Analysis of erythroid gene expression during terminal maturation

We examined the distribution of transcripts during the cellular progression from the proerythroblast to the reticulocyte stages of maturation. Both in the primitive and in the definitive erythroid lineages, proerythroblasts contain the highest transcript complexity, as shown by the number of different probe sets present (Figure 3A). Surprisingly, a high level of transcript complexity persists throughout erythroblast maturation in both primitive and definitive erythroid lineages, whereas, as expected, reticulocytes contain markedly fewer different transcripts. We investigated whether most of the transcriptional complexity present in proerythroblasts persists or if a large number of new transcripts are expressed as maturation proceeds. The dark bars in Figure 3A indicate probe sets absent in proerythroblasts but present at later stages of maturation (Figure 3A). These probe sets, representing less than 3% of the 12 000 probe sets present in proerythroblasts, were annotated using DAVID22,31 and were found in a variety of functional categories, including protein ubiquitination and catabolism, chromatin modification, and apoptosis (not shown).

Figure 3

Patterns of gene expression during erythroid precursor maturation. (A) The number of Affymetrix probe sets expressed in each of the 3 erythroid datasets is similar and decreases between the polychromatophilic/orthochromatic erythroblast (O) and reticulocyte (R) stages. Light gray indicates probe sets initially present in proerythroblasts (P), black indicates probe sets present at each subsequent stage that were not present in proerythroblasts. (B) Probe sets were classified by changes in levels between erythroblast stages during primitive erythroid (gray bars) and adult definitive erythroid (black bars) maturation. Twenty-four patterns based on up-regulation (↑), no change (−), or down-regulation (↓) between stages are identified. Vertical grid lines indicate changes between the proerythroblast and basophilic erythroblast stages. Probe sets that did not change among the first 3 stages (−, −, x) are not shown. (C) Comparison of temporal patterns of “core erythroid” (tissue-restricted genes for which expression is shared in the primitive, fetal liver, and adult BM datasets, see “Methods”), “non–tissue-restricted” probe sets (widely expressed in multiple adult tissues, see “Methods”), and housekeeping/maintenance genes35 during erythroid maturation.
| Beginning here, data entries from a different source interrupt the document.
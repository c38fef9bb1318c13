/// 仿射变换工具模块
/// 用于把池化分辨率的掩码放回整帧坐标, 以及注意力系数的双线性缩放
use ndarray::{Array2, ArrayView2};

/// 仿射变换矩阵 (2x3)
/// | a11 a12 b1 |
/// | a21 a22 b2 |
#[derive(Debug, Clone, Copy, PartialEq)]
pub struct AffineMatrix {
    pub a11: f32,
    pub a12: f32,
    pub b1: f32,
    pub a21: f32,
    pub a22: f32,
    pub b2: f32,
}

impl AffineMatrix {
    /// 创建单位仿射矩阵
    pub fn identity() -> Self {
        Self {
            a11: 1.0,
            a12: 0.0,
            b1: 0.0,
            a21: 0.0,
            a22: 1.0,
            b2: 0.0,
        }
    }

    /// 应用仿射变换到点 (x, y)
    pub fn transform_point(&self, x: f32, y: f32) -> (f32, f32) {
        let new_x = self.a11 * x + self.a12 * y + self.b1;
        let new_y = self.a21 * x + self.a22 * y + self.b2;
        (new_x, new_y)
    }

    /// 计算逆矩阵 (用于反向映射)
    pub fn inverse(&self) -> Option<Self> {
        let det = self.a11 * self.a22 - self.a12 * self.a21;
        if det.abs() < 1e-10 {
            return None; // 矩阵不可逆
        }

        let inv_det = 1.0 / det;
        Some(Self {
            a11: self.a22 * inv_det,
            a12: -self.a12 * inv_det,
            b1: (self.a12 * self.b2 - self.a22 * self.b1) * inv_det,
            a21: -self.a21 * inv_det,
            a22: self.a11 * inv_det,
            b2: (self.a21 * self.b1 - self.a11 * self.b2) * inv_det,
        })
    }

    /// 创建平移矩阵
    pub fn translation(dx: f32, dy: f32) -> Self {
        Self {
            a11: 1.0,
            a12: 0.0,
            b1: dx,
            a21: 0.0,
            a22: 1.0,
            b2: dy,
        }
    }

    /// 创建缩放矩阵
    pub fn scale(sx: f32, sy: f32) -> Self {
        Self {
            a11: sx,
            a12: 0.0,
            b1: 0.0,
            a21: 0.0,
            a22: sy,
            b2: 0.0,
        }
    }

    /// 矩阵组合 (self * other), 先应用 other
    pub fn compose(&self, other: &Self) -> Self {
        Self {
            a11: self.a11 * other.a11 + self.a12 * other.a21,
            a12: self.a11 * other.a12 + self.a12 * other.a22,
            b1: self.a11 * other.b1 + self.a12 * other.b2 + self.b1,
            a21: self.a21 * other.a11 + self.a22 * other.a21,
            a22: self.a21 * other.a12 + self.a22 * other.a22,
            b2: self.a21 * other.b1 + self.a22 * other.b2 + self.b2,
        }
    }

    /// 把 src_w × src_h 的像素网格放到目标框 (x0, y0, x1, y1) 上 (像素中心对齐)
    pub fn box_placement(src_w: usize, src_h: usize, x0: f32, y0: f32, x1: f32, y1: f32) -> Self {
        let sx = (x1 - x0) / src_w as f32;
        let sy = (y1 - y0) / src_h as f32;
        let t = Self::translation(x0 + 0.5 * sx - 0.5, y0 + 0.5 * sy - 0.5);
        t.compose(&Self::scale(sx, sy))
    }
}

/// 目标图像中的矩形区域 [x_begin, x_end) × [y_begin, y_end)
#[derive(Debug, Clone, Copy, PartialEq, Eq)]
pub struct Region {
    pub x_begin: usize,
    pub x_end: usize,
    pub y_begin: usize,
    pub y_end: usize,
}

/// 仿射变换 (单通道浮点图, 双线性插值, 常数 0 边界)
///
/// 只计算 `region` 内的像素, 区域外保持 0
///
/// # 参数
/// - `src`: 源图像 (height x width)
/// - `matrix`: 源 → 目标 的仿射变换矩阵
/// - `dst_size`: 目标图像尺寸 (width, height)
pub fn warp_affine_f32(
    src: ArrayView2<f32>,
    matrix: &AffineMatrix,
    dst_size: (usize, usize),
    region: Region,
) -> Option<Array2<f32>> {
    let (dst_width, dst_height) = dst_size;
    let mut dst = Array2::<f32>::zeros((dst_height, dst_width));

    // 使用逆变换进行反向映射
    let inv_matrix = matrix.inverse()?;

    for dst_y in region.y_begin..region.y_end.min(dst_height) {
        for dst_x in region.x_begin..region.x_end.min(dst_width) {
            let (src_x, src_y) = inv_matrix.transform_point(dst_x as f32, dst_y as f32);
            dst[[dst_y, dst_x]] = get_pixel_bilinear(src, src_x, src_y);
        }
    }

    Some(dst)
}

/// 双线性插值, 越界像素按 0 处理
fn get_pixel_bilinear(src: ArrayView2<f32>, x: f32, y: f32) -> f32 {
    let x0 = x.floor() as i32;
    let y0 = y.floor() as i32;
    let x1 = x0 + 1;
    let y1 = y0 + 1;

    let fx = x - x0 as f32;
    let fy = y - y0 as f32;

    let p00 = get_border_pixel(src, x0, y0);
    let p01 = get_border_pixel(src, x0, y1);
    let p10 = get_border_pixel(src, x1, y0);
    let p11 = get_border_pixel(src, x1, y1);

    let v0 = p00 * (1.0 - fx) + p10 * fx;
    let v1 = p01 * (1.0 - fx) + p11 * fx;
    v0 * (1.0 - fy) + v1 * fy
}

fn get_border_pixel(src: ArrayView2<f32>, x: i32, y: i32) -> f32 {
    let (height, width) = src.dim();
    if x >= 0 && x < width as i32 && y >= 0 && y < height as i32 {
        src[[y as usize, x as usize]]
    } else {
        0.0
    }
}

/// 双线性缩放 (半像素对齐, 不对齐角点)
///
/// 源坐标 = (dst + 0.5) * in / out - 0.5, 负值截为 0, 上邻点截到最后一行/列
pub fn resize_bilinear(src: ArrayView2<f32>, out_h: usize, out_w: usize) -> Array2<f32> {
    let (in_h, in_w) = src.dim();
    let mut dst = Array2::<f32>::zeros((out_h, out_w));
    if in_h == 0 || in_w == 0 {
        return dst;
    }

    let scale_h = in_h as f32 / out_h as f32;
    let scale_w = in_w as f32 / out_w as f32;

    let source_index = |dst: usize, scale: f32, len: usize| -> (usize, usize, f32) {
        let src = ((dst as f32 + 0.5) * scale - 0.5).max(0.0);
        let i0 = (src.floor() as usize).min(len - 1);
        let i1 = (i0 + 1).min(len - 1);
        (i0, i1, src - i0 as f32)
    };

    for oy in 0..out_h {
        let (y0, y1, ly) = source_index(oy, scale_h, in_h);
        for ox in 0..out_w {
            let (x0, x1, lx) = source_index(ox, scale_w, in_w);
            let top = src[[y0, x0]] * (1.0 - lx) + src[[y0, x1]] * lx;
            let bottom = src[[y1, x0]] * (1.0 - lx) + src[[y1, x1]] * lx;
            dst[[oy, ox]] = top * (1.0 - ly) + bottom * ly;
        }
    }

    dst
}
Because the majority of the transcriptional complexity in proerythroblasts persisted, we next investigated whether these transcripts are differentially regulated or simply decay during erythroid maturation. To this end, we assessed whether transcript levels increased, decreased, or remained constant as cells transitioned from the proerythroblast to the basophilic and polychromatophilic/orthochromatic erythroblast stages in both the primitive and adult definitive erythroid lineages. As shown in Figure 3B and C, a plethora of accumulation patterns occurred, reflecting a diversity of control of transcript accumulation and/or decay rates during terminal maturation. Among this variety of patterns, there were some that were more prevalent. For example, during the transition from proerythroblast to basophilic erythroblast, the primitive erythroid lineage was characterized by more down-regulated transcripts, whereas the adult definitive erythroid lineage maintained more transcripts at the same level (Figure 3B). These dynamic expression kinetics imply that transcript levels are actively regulated during erythroblast maturation and are not subjected to simple global transcriptional down-regulation or decay.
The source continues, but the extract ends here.